### TASK INSTRUCTIONS
Going line by line through the entries below, tally those that hold the string "rewritten". Give only the total.

[Stored data entries]
******************************
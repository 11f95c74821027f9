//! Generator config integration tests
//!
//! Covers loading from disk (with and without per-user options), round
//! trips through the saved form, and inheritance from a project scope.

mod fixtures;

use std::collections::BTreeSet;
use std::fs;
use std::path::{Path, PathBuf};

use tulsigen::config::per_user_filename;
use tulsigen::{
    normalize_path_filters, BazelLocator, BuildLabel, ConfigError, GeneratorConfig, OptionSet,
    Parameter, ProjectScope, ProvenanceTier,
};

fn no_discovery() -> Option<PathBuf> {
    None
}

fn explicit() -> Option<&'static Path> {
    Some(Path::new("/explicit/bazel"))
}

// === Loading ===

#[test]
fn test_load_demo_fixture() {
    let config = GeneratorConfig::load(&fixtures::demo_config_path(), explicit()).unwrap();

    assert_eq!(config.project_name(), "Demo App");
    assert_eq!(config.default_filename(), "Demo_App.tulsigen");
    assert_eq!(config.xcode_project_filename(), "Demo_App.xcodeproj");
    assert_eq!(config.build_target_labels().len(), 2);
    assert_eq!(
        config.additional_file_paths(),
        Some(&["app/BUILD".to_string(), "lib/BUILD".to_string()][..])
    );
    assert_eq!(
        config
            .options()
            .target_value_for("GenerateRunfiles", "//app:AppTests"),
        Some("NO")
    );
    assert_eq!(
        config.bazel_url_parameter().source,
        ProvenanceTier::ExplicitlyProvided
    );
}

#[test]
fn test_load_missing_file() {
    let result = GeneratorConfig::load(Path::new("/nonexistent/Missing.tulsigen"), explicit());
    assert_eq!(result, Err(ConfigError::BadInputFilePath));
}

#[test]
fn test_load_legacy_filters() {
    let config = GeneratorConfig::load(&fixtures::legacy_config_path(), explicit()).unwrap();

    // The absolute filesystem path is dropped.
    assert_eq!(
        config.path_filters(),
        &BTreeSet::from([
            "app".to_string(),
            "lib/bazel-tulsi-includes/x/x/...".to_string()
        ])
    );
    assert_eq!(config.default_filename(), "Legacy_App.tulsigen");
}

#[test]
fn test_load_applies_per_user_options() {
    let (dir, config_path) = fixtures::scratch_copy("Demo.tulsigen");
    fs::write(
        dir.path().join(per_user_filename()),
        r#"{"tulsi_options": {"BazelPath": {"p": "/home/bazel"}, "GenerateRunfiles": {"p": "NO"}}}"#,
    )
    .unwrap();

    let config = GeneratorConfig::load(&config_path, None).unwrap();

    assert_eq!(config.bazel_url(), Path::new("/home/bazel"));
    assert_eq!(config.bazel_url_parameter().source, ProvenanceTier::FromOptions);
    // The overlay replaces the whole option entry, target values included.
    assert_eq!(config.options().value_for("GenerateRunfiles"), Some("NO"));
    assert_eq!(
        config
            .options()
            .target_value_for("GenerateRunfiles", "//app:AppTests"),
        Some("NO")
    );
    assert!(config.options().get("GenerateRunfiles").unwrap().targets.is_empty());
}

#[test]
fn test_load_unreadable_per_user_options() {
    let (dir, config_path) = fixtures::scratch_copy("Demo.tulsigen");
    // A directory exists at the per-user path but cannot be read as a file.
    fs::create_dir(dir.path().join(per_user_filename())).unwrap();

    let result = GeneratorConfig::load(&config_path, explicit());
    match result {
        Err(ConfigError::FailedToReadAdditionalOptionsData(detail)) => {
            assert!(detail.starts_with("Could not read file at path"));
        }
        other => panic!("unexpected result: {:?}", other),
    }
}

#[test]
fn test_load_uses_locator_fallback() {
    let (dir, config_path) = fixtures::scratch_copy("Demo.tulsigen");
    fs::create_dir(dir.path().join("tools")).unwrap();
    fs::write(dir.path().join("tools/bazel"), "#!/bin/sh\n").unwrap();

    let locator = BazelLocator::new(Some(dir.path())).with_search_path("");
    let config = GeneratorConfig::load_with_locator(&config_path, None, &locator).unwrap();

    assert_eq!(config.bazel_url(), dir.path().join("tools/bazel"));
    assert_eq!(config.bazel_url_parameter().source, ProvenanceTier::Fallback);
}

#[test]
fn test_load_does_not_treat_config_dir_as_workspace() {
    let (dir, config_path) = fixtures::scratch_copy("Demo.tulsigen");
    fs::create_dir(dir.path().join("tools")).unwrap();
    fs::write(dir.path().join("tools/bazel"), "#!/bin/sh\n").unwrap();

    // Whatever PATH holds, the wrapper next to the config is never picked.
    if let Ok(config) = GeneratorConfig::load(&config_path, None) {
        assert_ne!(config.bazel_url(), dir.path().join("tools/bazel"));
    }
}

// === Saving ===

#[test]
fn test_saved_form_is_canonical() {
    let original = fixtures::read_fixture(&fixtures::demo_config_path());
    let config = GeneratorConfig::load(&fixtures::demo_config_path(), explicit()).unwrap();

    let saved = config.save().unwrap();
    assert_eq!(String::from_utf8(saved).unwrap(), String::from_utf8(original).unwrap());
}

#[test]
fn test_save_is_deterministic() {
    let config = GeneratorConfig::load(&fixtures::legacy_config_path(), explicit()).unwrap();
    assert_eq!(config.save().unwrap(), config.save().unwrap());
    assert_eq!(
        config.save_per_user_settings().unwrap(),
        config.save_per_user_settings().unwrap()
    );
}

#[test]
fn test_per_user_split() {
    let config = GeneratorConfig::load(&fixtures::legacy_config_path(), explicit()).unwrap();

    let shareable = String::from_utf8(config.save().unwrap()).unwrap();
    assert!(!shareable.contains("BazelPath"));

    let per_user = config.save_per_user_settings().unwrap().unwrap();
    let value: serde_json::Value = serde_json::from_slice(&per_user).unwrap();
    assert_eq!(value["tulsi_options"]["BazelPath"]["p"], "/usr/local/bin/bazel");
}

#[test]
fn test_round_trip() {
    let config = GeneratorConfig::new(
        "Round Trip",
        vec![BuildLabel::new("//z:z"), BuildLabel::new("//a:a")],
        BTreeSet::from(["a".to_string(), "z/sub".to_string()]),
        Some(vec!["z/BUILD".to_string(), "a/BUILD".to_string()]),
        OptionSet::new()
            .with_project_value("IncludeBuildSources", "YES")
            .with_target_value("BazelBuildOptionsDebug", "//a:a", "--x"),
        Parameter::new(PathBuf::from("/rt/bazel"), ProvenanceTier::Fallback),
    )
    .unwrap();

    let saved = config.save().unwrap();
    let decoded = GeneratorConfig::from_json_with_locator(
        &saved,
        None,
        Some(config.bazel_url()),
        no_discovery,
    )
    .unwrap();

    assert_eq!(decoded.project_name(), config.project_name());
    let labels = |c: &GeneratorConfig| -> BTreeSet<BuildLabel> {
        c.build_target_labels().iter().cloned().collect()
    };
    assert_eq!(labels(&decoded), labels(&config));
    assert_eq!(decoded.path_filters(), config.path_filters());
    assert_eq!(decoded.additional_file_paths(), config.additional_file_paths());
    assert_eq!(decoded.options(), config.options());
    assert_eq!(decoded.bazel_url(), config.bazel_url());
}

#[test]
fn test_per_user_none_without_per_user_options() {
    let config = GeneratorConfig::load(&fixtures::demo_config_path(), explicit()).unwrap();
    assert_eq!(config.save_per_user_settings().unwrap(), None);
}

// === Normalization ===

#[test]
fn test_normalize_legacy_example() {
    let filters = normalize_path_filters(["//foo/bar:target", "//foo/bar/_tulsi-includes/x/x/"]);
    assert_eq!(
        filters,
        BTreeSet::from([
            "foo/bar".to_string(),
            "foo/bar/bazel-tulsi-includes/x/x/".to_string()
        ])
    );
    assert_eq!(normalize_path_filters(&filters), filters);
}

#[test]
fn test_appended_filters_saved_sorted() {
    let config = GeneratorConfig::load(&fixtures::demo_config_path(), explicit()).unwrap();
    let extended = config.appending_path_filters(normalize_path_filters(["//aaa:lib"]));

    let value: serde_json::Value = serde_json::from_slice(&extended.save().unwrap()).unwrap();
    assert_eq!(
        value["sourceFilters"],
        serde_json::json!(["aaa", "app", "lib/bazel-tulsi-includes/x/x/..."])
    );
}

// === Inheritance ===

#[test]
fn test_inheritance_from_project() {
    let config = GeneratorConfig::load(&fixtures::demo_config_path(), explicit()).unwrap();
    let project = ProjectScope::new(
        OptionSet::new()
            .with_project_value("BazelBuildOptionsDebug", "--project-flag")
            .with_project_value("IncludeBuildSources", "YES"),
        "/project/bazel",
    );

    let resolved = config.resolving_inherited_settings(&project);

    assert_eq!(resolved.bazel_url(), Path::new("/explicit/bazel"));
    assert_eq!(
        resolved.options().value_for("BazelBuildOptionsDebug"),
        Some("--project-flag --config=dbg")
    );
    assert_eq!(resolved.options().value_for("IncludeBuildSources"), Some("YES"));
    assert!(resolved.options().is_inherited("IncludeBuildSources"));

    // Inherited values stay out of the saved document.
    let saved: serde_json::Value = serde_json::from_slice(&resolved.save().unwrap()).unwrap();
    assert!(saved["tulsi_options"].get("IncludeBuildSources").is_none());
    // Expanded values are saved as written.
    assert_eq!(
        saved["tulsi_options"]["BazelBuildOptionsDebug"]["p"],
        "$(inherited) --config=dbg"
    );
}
******************************
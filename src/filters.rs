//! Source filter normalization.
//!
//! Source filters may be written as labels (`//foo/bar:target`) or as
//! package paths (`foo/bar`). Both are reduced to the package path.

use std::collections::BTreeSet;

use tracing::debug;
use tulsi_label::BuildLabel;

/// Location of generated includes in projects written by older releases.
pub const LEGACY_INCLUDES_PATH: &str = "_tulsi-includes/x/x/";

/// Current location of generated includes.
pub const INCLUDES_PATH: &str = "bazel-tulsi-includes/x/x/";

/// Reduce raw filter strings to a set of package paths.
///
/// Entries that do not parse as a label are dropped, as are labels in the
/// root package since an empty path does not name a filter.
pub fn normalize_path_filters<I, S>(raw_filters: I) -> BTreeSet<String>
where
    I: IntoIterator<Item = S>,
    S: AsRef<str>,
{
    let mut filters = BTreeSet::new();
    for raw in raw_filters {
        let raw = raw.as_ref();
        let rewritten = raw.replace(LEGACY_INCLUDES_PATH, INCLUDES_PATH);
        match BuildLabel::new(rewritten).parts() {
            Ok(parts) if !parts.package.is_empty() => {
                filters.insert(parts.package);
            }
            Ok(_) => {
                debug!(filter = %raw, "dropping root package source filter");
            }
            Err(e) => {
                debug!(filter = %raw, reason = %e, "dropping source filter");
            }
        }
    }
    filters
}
******************************
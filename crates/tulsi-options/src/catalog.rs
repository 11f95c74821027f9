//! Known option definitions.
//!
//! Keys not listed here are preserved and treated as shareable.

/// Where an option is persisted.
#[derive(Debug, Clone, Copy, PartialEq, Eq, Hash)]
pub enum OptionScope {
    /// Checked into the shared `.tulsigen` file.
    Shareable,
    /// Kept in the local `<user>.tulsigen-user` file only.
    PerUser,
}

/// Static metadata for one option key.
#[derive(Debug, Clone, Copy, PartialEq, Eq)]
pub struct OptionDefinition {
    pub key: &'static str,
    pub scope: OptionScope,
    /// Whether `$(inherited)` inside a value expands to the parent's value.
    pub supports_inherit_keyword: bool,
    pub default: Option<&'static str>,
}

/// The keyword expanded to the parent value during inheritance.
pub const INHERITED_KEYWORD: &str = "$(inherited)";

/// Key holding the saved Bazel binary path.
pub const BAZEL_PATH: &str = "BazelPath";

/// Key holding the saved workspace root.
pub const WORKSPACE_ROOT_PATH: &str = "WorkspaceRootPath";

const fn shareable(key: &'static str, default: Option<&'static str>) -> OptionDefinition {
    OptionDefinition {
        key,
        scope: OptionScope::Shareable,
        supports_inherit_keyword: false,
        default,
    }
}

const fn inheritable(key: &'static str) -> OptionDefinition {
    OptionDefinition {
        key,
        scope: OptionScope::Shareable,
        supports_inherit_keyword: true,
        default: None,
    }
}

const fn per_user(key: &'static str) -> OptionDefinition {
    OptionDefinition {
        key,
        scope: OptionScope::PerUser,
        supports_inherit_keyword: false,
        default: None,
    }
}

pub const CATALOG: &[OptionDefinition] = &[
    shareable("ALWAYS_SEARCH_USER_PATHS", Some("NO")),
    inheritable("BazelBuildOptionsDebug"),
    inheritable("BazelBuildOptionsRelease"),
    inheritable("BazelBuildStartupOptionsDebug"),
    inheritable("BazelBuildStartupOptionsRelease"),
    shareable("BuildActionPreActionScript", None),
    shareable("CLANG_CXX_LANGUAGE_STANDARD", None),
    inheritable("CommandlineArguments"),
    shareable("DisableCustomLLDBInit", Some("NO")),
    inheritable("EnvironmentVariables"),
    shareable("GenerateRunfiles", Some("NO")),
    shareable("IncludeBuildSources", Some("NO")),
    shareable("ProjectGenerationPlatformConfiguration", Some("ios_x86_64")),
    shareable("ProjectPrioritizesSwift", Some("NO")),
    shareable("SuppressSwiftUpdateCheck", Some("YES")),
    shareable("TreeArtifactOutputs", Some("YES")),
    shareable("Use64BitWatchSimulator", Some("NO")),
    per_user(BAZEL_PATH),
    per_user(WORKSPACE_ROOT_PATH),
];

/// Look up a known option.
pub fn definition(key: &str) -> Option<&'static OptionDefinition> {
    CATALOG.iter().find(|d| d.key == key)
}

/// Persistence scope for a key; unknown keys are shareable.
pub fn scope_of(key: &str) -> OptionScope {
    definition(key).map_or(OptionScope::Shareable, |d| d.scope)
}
******************************
### WRITTEN REPLY
2